# What you need to do:
Repeat exactly, please, the opening lines of the data below, through and including the line where "The crate is" sits.

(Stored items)
------------------------------------------------------------

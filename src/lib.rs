//! This Rust `embedded-hal`-based library drives a [HD44780](https://en.wikipedia.org/wiki/Hitachi_HD44780_LCD_controller)
//! compatible character display through a PCF8574 "I2C backpack" in an embedded, `no_std` environment.
//!
//! The PCF8574 is an 8-bit I/O expander. The common backpack wires the display's 4-bit data bus to P4-P7 and the
//! RS, RW, enable and backlight lines to P0-P3. Every byte for the controller is therefore sent as two nibbles, each
//! latched with an enable pulse, all inside a single I2C transfer to the backpack.
//!
//! The crate is layered the same way the bus is:
//! - **[`bus`]** - the [`TwiBus`](bus::TwiBus) trait with `start`, `write_byte` and `stop`. Two implementations
//!   are provided: [`Twi`](bus::Twi), a register-level TWI master for AVR style peripherals that busy-polls the
//!   hardware flags, and [`I2cBus`](bus::I2cBus), which runs the same transfers on any `embedded-hal` I2C driver.
//! - **[`driver`]** - [`CharacterLcd`], the display driver: power-on sequence, cursor placement and text output.
//! - **[`app`]** - the two-line banner demo and its endless refresh loop.
//! - **`sim`** - with the `sim` feature, a simulated backpack and controller implementing `TwiBus`, for testing
//!   display code without hardware.
//!
//! ## Usage
//! Add this to your `Cargo.toml`:
//! ```toml
//! [dependencies]
//! i2c-lcd-backpack = { version = "0.1", features = ["defmt"] }
//! ```
//! The optional `defmt` feature enables logging through `defmt` and `defmt::Format` for the error types. The optional
//! `ufmt` feature allows the `uwriteln!` and `uwrite!` macros to be used with the display.
//!
//! With an `embedded-hal` I2C peripheral:
//! ```rust
//! use i2c_lcd_backpack::{bus::I2cBus, CharacterLcd};
//!
//! let i2c = ...; // I2C peripheral
//! let delay = ...; // DelayNs implementation
//!
//! let mut lcd = CharacterLcd::new(I2cBus::new(i2c), delay);
//! lcd.init()?;
//! lcd.set_cursor(0, 2)?.print("Hello World!")?;
//! ```
//! Or straight on the ATmega328P TWI registers (feature `atmega328p`):
//! ```rust
//! use i2c_lcd_backpack::bus::{Twi, TwiClock, TwiConfig};
//!
//! let twi = Twi::new(dp.TWI, TwiClock::STANDARD_16MHZ, TwiConfig::default());
//! let mut lcd = CharacterLcd::new(twi, delay);
//! ```
//!
//! Display methods return a `Result` wrapping the display in `Ok()`, so commands can be chained:
//! ```rust
//! lcd.set_cursor(1, 2)?.print("LCD Tutorial")?;
//! ```
//! `core::fmt::Write` is implemented too:
//! ```rust
//! use core::fmt::Write;
//!
//! write!(lcd, "{} C", 21)?;
//! ```
//!
//! ### Limits
//! The backpack is only ever written to. Acknowledgment failures are ignored unless
//! [`TwiConfig::check_ack`](bus::TwiConfig) is set, the row passed to `set_cursor` selects the first line for `0` and
//! the second line for anything else, and text longer than a line wraps the way the controller wraps it.
//!
#![no_std]
#![allow(non_upper_case_globals)]

#[macro_use]
mod fmt;

pub mod app;
pub mod bus;
pub mod driver;
#[cfg(any(test, feature = "sim"))]
pub mod sim;

use core::fmt::Display;

pub use driver::{CharacterLcd, LcdConfig, Mode, DEFAULT_I2C_ADDRESS};

#[derive(Debug, PartialEq, Copy, Clone)]
/// Errors that can occur when using the display
pub enum LcdError<E> {
    /// Error returned from the underlying bus implementation
    Bus(E),
    /// Formatting error
    Formatting(core::fmt::Error),
}

impl<E> From<core::fmt::Error> for LcdError<E> {
    fn from(err: core::fmt::Error) -> Self {
        LcdError::Formatting(err)
    }
}

impl<E> From<&LcdError<E>> for &'static str {
    fn from(err: &LcdError<E>) -> Self {
        match err {
            LcdError::Bus(_) => "Bus error",
            LcdError::Formatting(_) => "Formatting error",
        }
    }
}

#[cfg(feature = "defmt")]
impl<E> defmt::Format for LcdError<E> {
    fn format(&self, fmt: defmt::Formatter) {
        let msg: &'static str = From::from(self);
        defmt::write!(fmt, "{}", msg);
    }
}

#[cfg(feature = "ufmt")]
impl<E> ufmt::uDisplay for LcdError<E> {
    fn fmt<W>(&self, w: &mut ufmt::Formatter<'_, W>) -> Result<(), W::Error>
    where
        W: ufmt::uWrite + ?Sized,
    {
        let msg: &'static str = From::from(self);
        ufmt::uwrite!(w, "{}", msg)
    }
}

impl<E> Display for LcdError<E> {
    fn fmt(&self, f: &mut core::fmt::Formatter<'_>) -> core::fmt::Result {
        let msg: &'static str = From::from(self);
        write!(f, "{}", msg)
    }
}

#[cfg(test)]
mod lib_tests {
    extern crate std;
    use super::*;
    use crate::{
        bus::{Twi, TwiBus, TwiClock, TwiConfig, TwiRegisters},
        sim::{Frame, SimulatedBackpack},
    };
    use embedded_hal_mock::eh1::delay::NoopDelay;
    use std::string::ToString;

    #[test]
    fn test_hi_lands_on_first_row() {
        let mut lcd = CharacterLcd::new(SimulatedBackpack::new(), NoopDelay::new());
        assert!(lcd.init().is_ok());
        assert!(lcd.set_cursor(0, 2).is_ok());
        assert!(lcd.print("Hi").is_ok());

        let sim = lcd.bus();
        assert_eq!(sim.text(0, 2, 2), b"Hi");
        assert_eq!(sim.text(0, 0, 2), b"  ");
        assert_eq!(sim.text(1, 2, 2), b"  ");
    }

    #[test]
    fn test_state_after_init() {
        let mut lcd = CharacterLcd::new(SimulatedBackpack::new(), NoopDelay::new());
        assert!(lcd.init().is_ok());

        let (sim, _) = lcd.release();
        assert_eq!(
            sim.frames(),
            &[
                Frame::command(0x02),
                Frame::command(0x28),
                Frame::command(0x0C),
                Frame::command(0x06),
                Frame::command(0x01),
            ]
        );
        let controller = sim.controller();
        assert!(controller.is_four_bit());
        assert!(controller.is_two_line());
        assert!(controller.is_display_on());
        assert!(!controller.is_cursor_on());
        assert!(controller.is_increment());
        assert_eq!(controller.address_counter(), 0x00);
        assert!(sim.is_backlight_on());
    }

    #[test]
    fn test_init_survives_controller_already_in_four_bit_mode() {
        // an MCU reset without a power cycle leaves the controller in 4-bit mode
        let mut lcd = CharacterLcd::new(SimulatedBackpack::new(), NoopDelay::new());
        assert!(lcd.init().is_ok());
        assert!(lcd.set_cursor(1, 4).and_then(|lcd| lcd.print("x")).is_ok());
        assert!(lcd.init().is_ok());
        assert!(lcd.set_cursor(0, 0).and_then(|lcd| lcd.print("y")).is_ok());

        let sim = lcd.bus();
        assert!(sim.controller().is_four_bit());
        assert_eq!(sim.text(0, 0, 1), b"y");
        assert_eq!(sim.text(1, 4, 1), b" ");
    }

    /// Registers that complete each phase at once and hand written bytes to a simulated backpack.
    struct LoopbackRegisters {
        control: u8,
        data: u8,
        backpack: SimulatedBackpack,
    }

    impl TwiRegisters for LoopbackRegisters {
        fn control(&self) -> u8 {
            self.control
        }

        fn set_control(&mut self, value: u8) {
            if value & 0x80 != 0 {
                if value & 0x20 != 0 {
                    let _ = self.backpack.start();
                } else if value & 0x10 != 0 {
                    let _ = self.backpack.stop();
                } else {
                    let _ = self.backpack.write_byte(self.data);
                }
                self.control = (value | 0x80) & !0x10;
            } else {
                self.control = value;
            }
        }

        fn status(&self) -> u8 {
            0x28
        }

        fn set_prescaler(&mut self, _bits: u8) {}

        fn set_bit_rate(&mut self, _value: u8) {}

        fn set_data(&mut self, value: u8) {
            self.data = value;
        }
    }

    #[test]
    fn test_register_level_bus_end_to_end() {
        let regs = LoopbackRegisters {
            control: 0,
            data: 0,
            backpack: SimulatedBackpack::new(),
        };
        let twi = Twi::new(regs, TwiClock::STANDARD_16MHZ, TwiConfig::default());
        let mut lcd = CharacterLcd::new(twi, NoopDelay::new());
        assert!(lcd.init().is_ok());
        assert!(lcd.set_cursor(1, 2).is_ok());
        assert!(lcd.print("TWI").is_ok());

        let (twi, _) = lcd.release();
        let regs = twi.release();
        assert_eq!(regs.backpack.text(1, 2, 3), b"TWI");
        assert_eq!(regs.backpack.transfers(), 5 + 1 + 3);
    }

    #[test]
    fn test_error_messages() {
        let bus: LcdError<()> = LcdError::Bus(());
        assert_eq!(bus.to_string(), "Bus error");
        let formatting: LcdError<()> = core::fmt::Error.into();
        assert_eq!(formatting, LcdError::Formatting(core::fmt::Error));
        assert_eq!(formatting.to_string(), "Formatting error");
    }
}
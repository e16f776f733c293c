pub mod twi;

#[cfg(feature = "atmega328p")]
pub mod atmega328p;

use core::fmt::Display;

use embedded_hal::i2c;
use heapless::Vec;

pub use twi::{Prescaler, Twi, TwiClock, TwiConfig, TwiError, TwiPhase, TwiRegisters};

/// Direction bit appended to the 7-bit target address for a write transfer.
pub const WRITE_DIRECTION: u8 = 0;
/// Direction bit appended to the 7-bit target address for a read transfer.
pub const READ_DIRECTION: u8 = 1;

/// Largest payload `I2cBus` will buffer between a start and a stop condition.
pub const PAYLOAD_CAPACITY: usize = 16;

/// A two-wire bus master that exposes the individual phases of a write transfer.
///
/// Every call blocks until the bus hardware reports the phase as complete. A transfer
/// is a `start`, the address byte, any number of payload bytes, and a `stop`.
pub trait TwiBus {
    type Error: core::fmt::Debug;

    /// Issue a start condition.
    fn start(&mut self) -> Result<(), Self::Error>;

    /// Transmit one byte. The first byte after `start` is the address byte.
    fn write_byte(&mut self, byte: u8) -> Result<(), Self::Error>;

    /// Issue a stop condition.
    fn stop(&mut self) -> Result<(), Self::Error>;
}

impl<T: TwiBus> TwiBus for &mut T {
    type Error = T::Error;

    fn start(&mut self) -> Result<(), Self::Error> {
        T::start(self)
    }

    fn write_byte(&mut self, byte: u8) -> Result<(), Self::Error> {
        T::write_byte(self, byte)
    }

    fn stop(&mut self) -> Result<(), Self::Error> {
        T::stop(self)
    }
}

#[derive(Debug, PartialEq, Copy, Clone)]
/// Errors raised by `I2cBus`
pub enum I2cBusError<E> {
    /// Error returned from the underlying `embedded-hal` I2C implementation
    I2c(E),
    /// A byte was written before a start condition
    NotStarted,
    /// The transfer payload exceeded `PAYLOAD_CAPACITY`
    BufferFull,
    /// The address byte requested a read transfer
    ReadNotSupported,
}

impl<E> From<&I2cBusError<E>> for &'static str {
    fn from(err: &I2cBusError<E>) -> Self {
        match err {
            I2cBusError::I2c(_) => "I2C error",
            I2cBusError::NotStarted => "Write without start condition",
            I2cBusError::BufferFull => "Transfer payload too long",
            I2cBusError::ReadNotSupported => "Read transfer not supported",
        }
    }
}

#[cfg(feature = "defmt")]
impl<E> defmt::Format for I2cBusError<E> {
    fn format(&self, fmt: defmt::Formatter) {
        let msg: &'static str = From::from(self);
        defmt::write!(fmt, "{}", msg);
    }
}

#[cfg(feature = "ufmt")]
impl<E> ufmt::uDisplay for I2cBusError<E> {
    fn fmt<W>(&self, w: &mut ufmt::Formatter<'_, W>) -> Result<(), W::Error>
    where
        W: ufmt::uWrite + ?Sized,
    {
        let msg: &'static str = From::from(self);
        ufmt::uwrite!(w, "{}", msg)
    }
}

impl<E> Display for I2cBusError<E> {
    fn fmt(&self, f: &mut core::fmt::Formatter<'_>) -> core::fmt::Result {
        let msg: &'static str = From::from(self);
        write!(f, "{}", msg)
    }
}

/// Runs `TwiBus` transfers on top of any `embedded-hal` I2C implementation.
///
/// The HAL owns start and stop conditions, so the address byte and payload are
/// collected until `stop` and then sent as a single `I2c::write`. On the wire this is
/// the same start / address / payload / stop sequence a register-level master emits.
pub struct I2cBus<I2C> {
    i2c: I2C,
    started: bool,
    address: Option<u8>,
    payload: Vec<u8, PAYLOAD_CAPACITY>,
}

impl<I2C> I2cBus<I2C>
where
    I2C: i2c::I2c,
{
    pub fn new(i2c: I2C) -> Self {
        Self {
            i2c,
            started: false,
            address: None,
            payload: Vec::new(),
        }
    }

    /// Returns the wrapped I2C peripheral.
    pub fn release(self) -> I2C {
        self.i2c
    }
}

impl<I2C> TwiBus for I2cBus<I2C>
where
    I2C: i2c::I2c,
{
    type Error = I2cBusError<I2C::Error>;

    fn start(&mut self) -> Result<(), Self::Error> {
        // a repeated start abandons whatever was collected so far
        self.started = true;
        self.address = None;
        self.payload.clear();
        Ok(())
    }

    fn write_byte(&mut self, byte: u8) -> Result<(), Self::Error> {
        if !self.started {
            return Err(I2cBusError::NotStarted);
        }
        match self.address {
            None => {
                if byte & READ_DIRECTION != 0 {
                    return Err(I2cBusError::ReadNotSupported);
                }
                self.address = Some(byte >> 1);
            }
            Some(_) => {
                self.payload
                    .push(byte)
                    .map_err(|_| I2cBusError::BufferFull)?;
            }
        }
        Ok(())
    }

    fn stop(&mut self) -> Result<(), Self::Error> {
        if !self.started {
            return Ok(());
        }
        self.started = false;
        let result = match self.address.take() {
            Some(address) => self
                .i2c
                .write(address, &self.payload)
                .map_err(I2cBusError::I2c),
            None => Ok(()),
        };
        self.payload.clear();
        result
    }
}
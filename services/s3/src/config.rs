use s3sign_core::{Env, Error, Result};

use crate::constants::*;
use crate::{v2, v4};

/// Config for signing S3 requests.
#[derive(Clone, Debug, PartialEq, Eq)]
pub struct Config {
    /// Region used in the V4 credential scope, `us-east-1` for example.
    ///
    /// - this field if it's `is_some`
    /// - env value: `AWS_REGION`
    /// - env value: `AWS_DEFAULT_REGION`
    pub region: Option<String>,
    /// Service used in the V4 credential scope, defaults to `s3`.
    pub service: String,
    /// Whether the bucket is addressed through the host (`bucket.s3.amazonaws.com`)
    /// instead of the path. Only V2 signing depends on it.
    pub virtual_host: bool,
}

impl Default for Config {
    fn default() -> Self {
        Self {
            region: None,
            service: S3_SERVICE.to_string(),
            virtual_host: false,
        }
    }
}

impl Config {
    /// Fill the missing region from env.
    pub fn from_env(mut self, env: &impl Env) -> Self {
        if self.region.is_none() {
            self.region = env
                .var(AWS_REGION)
                .or_else(|| env.var(AWS_DEFAULT_REGION))
                .filter(|v| !v.is_empty());
        }

        self
    }

    /// Set the region.
    pub fn with_region(mut self, region: &str) -> Self {
        self.region = Some(region.to_string());
        self
    }

    /// Build a V4 signer, region is required.
    pub fn v4_signer(&self) -> Result<v4::RequestSigner> {
        let region = self
            .region
            .as_deref()
            .filter(|v| !v.is_empty())
            .ok_or_else(|| Error::config_invalid("region is required for signature v4"))?;

        Ok(v4::RequestSigner::new(&self.service, region))
    }

    /// Build a V2 signer.
    pub fn v2_signer(&self) -> v2::RequestSigner {
        v2::RequestSigner::new(self.virtual_host)
    }
}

------------------------------------------------------------

# Your solution:
filename src/lib.rs
//! This Rust `embedded-hal`-based library drives a [HD44780](https://en.wikipedia.org/wiki/Hitachi_HD44780_LCD_controller)
//! compatible character display through a PCF8574 "I2C backpack" in an embedded, `no_std` environment.
//!
//! The PCF8574 is an 8-bit I/O expander. The common backpack wires the display's 4-bit data bus to P4-P7 and the
//! RS, RW, enable and backlight lines to P0-P3. Every byte for the controller is therefore sent as two nibbles, each
//! latched with an enable pulse, all inside a single I2C transfer to the backpack.
//!
//! The crate is layered the same way the bus is:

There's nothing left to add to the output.